The large BATS sign behind home plate at Kauffman Stadium has nothing to do with baseball. It's about Wall Street and how a local enterprise rewrote the business of trading stocks in America.
The sign belongs to BATS Global Markets, a six-year-old Lenexa company that runs the nation's third-busiest stock exchange.
It operates a computerized market where brokers carry out customers' orders to buy and sell the stocks of hundreds of companies, just as they do on the New York Stock Exchange, the Nasdaq Stock Market and smaller markets.
BATS' short history has been a remarkable acceleration from zero to 60 that culminated May 13 with the company's plan to put its own shares on the market with an initial public offering.
Never miss a local story.
Not bad for a company that analysts had left for dead a year into its unlikely journey.
Instead, BATS broke the grip of the New York Stock Exchange and the Nasdaq markets by waging a price war.
Once the dust cleared, the BATS Exchange was handling about 10 percent of all trades in U.S. stocks, and the big exchanges ended up making less money on the trading volumes they had left.
"It's incredible that they have 10 percent. That in itself is a huge accomplishment," said Sang Lee, managing partner at the Boston consulting firm Aite Group.
Though incredible, BATS' share of U.S. stock trading won't be enough to sustain the business.
BATS Global Markets already has grabbed a chunk of trading volume in Europe's stock markets and is exploring its potential in Brazil. BATS also has stepped into the still highly lucrative business of trading options.
The company's future, analysts agree, depends on how well it uses the money it raises to grow beyond the U.S. stock market.
And as BATS makes its sales pitch to potential investors, Kansas City is getting an inside look at the area's latest entrepreneurial success story.
The big idea
The entrepreneur is Dave Cummings, a self-described computer geek from Park Hill High School who began to trade commodities and then stocks.

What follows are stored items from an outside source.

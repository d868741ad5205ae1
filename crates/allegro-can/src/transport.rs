//! 基于原始 CAN 适配器的灵巧手传输实现

use crate::{AllegroFrame, CanAdapter, CanError, HandTransport};
use allegro_protocol::{
    FingerGroup, InfoRequest, JOINTS_PER_FINGER, ServoCommand, SetPeriodCommand, TorqueCommand,
};
use tracing::{debug, trace};

/// 把任意 [`CanAdapter`] 包装成 [`HandTransport`]
///
/// 每个原语对应一帧协议指令；关闭后所有操作返回 `CanError::Closed`。
///
/// ```rust,ignore
/// use allegro_can::{CanTransport, SocketCanAdapter};
///
/// let adapter = SocketCanAdapter::new("can0")?;
/// let mut transport = CanTransport::new(adapter);
/// transport.servo_on()?;
/// ```
#[derive(Debug)]
pub struct CanTransport<A: CanAdapter> {
    adapter: A,
    closed: bool,
}

impl<A: CanAdapter> CanTransport<A> {
    pub fn new(adapter: A) -> Self {
        Self {
            adapter,
            closed: false,
        }
    }

    /// 底层适配器
    pub fn adapter(&self) -> &A {
        &self.adapter
    }

    pub fn is_closed(&self) -> bool {
        self.closed
    }

    fn send(&mut self, frame: AllegroFrame) -> Result<(), CanError> {
        if self.closed {
            return Err(CanError::Closed);
        }
        trace!("TX: ID=0x{:X}, len={}", frame.id, frame.len);
        self.adapter.send(frame)
    }
}

impl<A: CanAdapter> HandTransport for CanTransport<A> {
    fn flush(&mut self) -> Result<(), CanError> {
        if self.closed {
            return Err(CanError::Closed);
        }
        let dropped = self.adapter.flush_receive()?;
        debug!("Flushed {} pending CAN frames", dropped);
        Ok(())
    }

    fn set_period(&mut self, period: SetPeriodCommand) -> Result<(), CanError> {
        self.send(period.to_frame())
    }

    fn servo_on(&mut self) -> Result<(), CanError> {
        self.send(ServoCommand::on().to_frame())
    }

    fn servo_off(&mut self) -> Result<(), CanError> {
        self.send(ServoCommand::off().to_frame())
    }

    fn request_info(&mut self, request: InfoRequest) -> Result<(), CanError> {
        self.send(request.to_frame())
    }

    fn read_frame(&mut self) -> Result<Option<AllegroFrame>, CanError> {
        if self.closed {
            return Err(CanError::Closed);
        }
        self.adapter.try_receive()
    }

    fn write_torque(
        &mut self,
        group: FingerGroup,
        pwm: [i16; JOINTS_PER_FINGER],
    ) -> Result<(), CanError> {
        self.send(TorqueCommand::new(group, pwm).to_frame())
    }

    fn close(&mut self) -> Result<(), CanError> {
        if self.closed {
            return Ok(());
        }
        self.closed = true;
        self.adapter.close()
    }
}

#[cfg(test)]
mod tests {
    use super::*;
    use crate::MockCanAdapter;

    #[test]
    fn test_primitives_emit_protocol_frames() {
        let (adapter, handle) = MockCanAdapter::new();
        let mut transport = CanTransport::new(adapter);

        transport.servo_off().unwrap();
        transport.request_info(InfoRequest::HandInfo).unwrap();
        transport.request_info(InfoRequest::Serial).unwrap();
        transport.set_period(SetPeriodCommand::new(3, 0, 0)).unwrap();
        transport.servo_on().unwrap();
        transport.write_torque(FingerGroup::Middle, [1, 2, 3, 4]).unwrap();

        let ids: Vec<u32> = handle.sent().iter().map(|f| f.id).collect();
        assert_eq!(ids, vec![0x41, 0x80, 0x88, 0x81, 0x40, 0x61]);
    }

    #[test]
    fn test_flush_discards_pending() {
        let (adapter, handle) = MockCanAdapter::new();
        handle.push_rx(AllegroFrame::new_standard(0x20, &[0; 8]));
        let mut transport = CanTransport::new(adapter);

        transport.flush().unwrap();
        assert_eq!(handle.pending_rx(), 0);
        assert!(transport.read_frame().unwrap().is_none());
    }

    #[test]
    fn test_closed_transport_rejects_operations() {
        let (adapter, handle) = MockCanAdapter::new();
        let mut transport = CanTransport::new(adapter);

        transport.close().unwrap();
        transport.close().unwrap(); // 幂等
        assert!(handle.is_closed());
        assert!(transport.is_closed());
        assert!(matches!(transport.servo_on(), Err(CanError::Closed)));
        assert!(matches!(transport.read_frame(), Err(CanError::Closed)));
        assert!(handle.sent().is_empty());
    }
}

He launched BATS in 2005 with a cadre of employees from his other business, Tradebot Systems. Tradebot buys and sells stocks using complex computer programs to send rapid-fire orders into exchanges and other equity trading centers.
Neither Cummings nor anyone else at BATS would talk for this article while it prepares for the initial public offering.
Documents that BATS filed with the Securities and Exchange Commission for the planned stock offering give the first detailed look at its business.
They show a profitable operation that is far smaller than its well-known rivals.
The company employs 114, including 79 locally and 29 in London for its operations there. Technology teams in Lenexa design, update and operate the electronic exchange, though the computer center is in New Jersey, near where the systems of others are based. (In the world of electronic trading, microseconds count, and it would take too long for a trade order to travel electronically to Kansas City and back.)
BATS' $99 million in revenue last year amounted to 6.5 percent of the revenue at NYSE Euronext, owner of the New York Stock Exchange, and 4 percent of the revenue at Nasdaq OMX Group Inc., which owns the Nasdaq market.
BATS earned $19.8 million last year. Its profit margin was slightly lower, but the company's total earnings were roughly proportionate to its size when compared with the big exchanges. The matchups certainly didn't start that way.
A better alternative
Cummings hatched his plan for a better alternative trading system (the origin of BATS) at a time when other upstart equity markets had begun to disappear. He watched firms called Brut, Strike, Island, Redbook and Archipelago grab trading volumes, then merge with the two big exchanges.
"It looked as if the U.S. equity market, after six or seven years of intense competition, would look very much like a duopoly," Lee said.
Cummings' big idea was to get not only his firm Tradebot but also other big traders — the broker-dealer firms that make up Wall Street — to buy into BATS, both as customers and as owners.
An equity trading center needs traders, a mix of buyers and sellers ready to deal. The more traders it attracts, the more others will follow.
BATS first wooed business with its fees, not by charging less but by paying more.
Broker-dealer firms pay fees to execute trades at exchanges when they snap up others' offers to sell stock or bids to buy shares in that market. They earn rebates when they post offers and bids on the market's trading book, which will attract others.
Early on, Cummings ratcheted up the rebates at BATS until they were bigger than the fees. Broker-dealers made money when they executed trades at BATS.
Of course, intentionally losing money is no way to run a business. But it was an effective way to get BATS going.
"When they had their inverse pricing, that was a play to get market share, and they got that market share," said Michael Wong, capital markets analyst at Morningstar.
At the same time, Cummings wooed the broker-dealers as partners. BATS is now largely owned by the broker-dealer community, including Bank of America's Merrill Lynch, Citigroup, Credit Suisse , J.P. Morgan and Morgan Stanley.
That's how the New York Stock Exchange and Nasdaq had been for decades — owned by the broker-dealer community.
By the time BATS came along, however, both already had taken the path BATS is now taking. They held initial public offerings and became investor-owned businesses.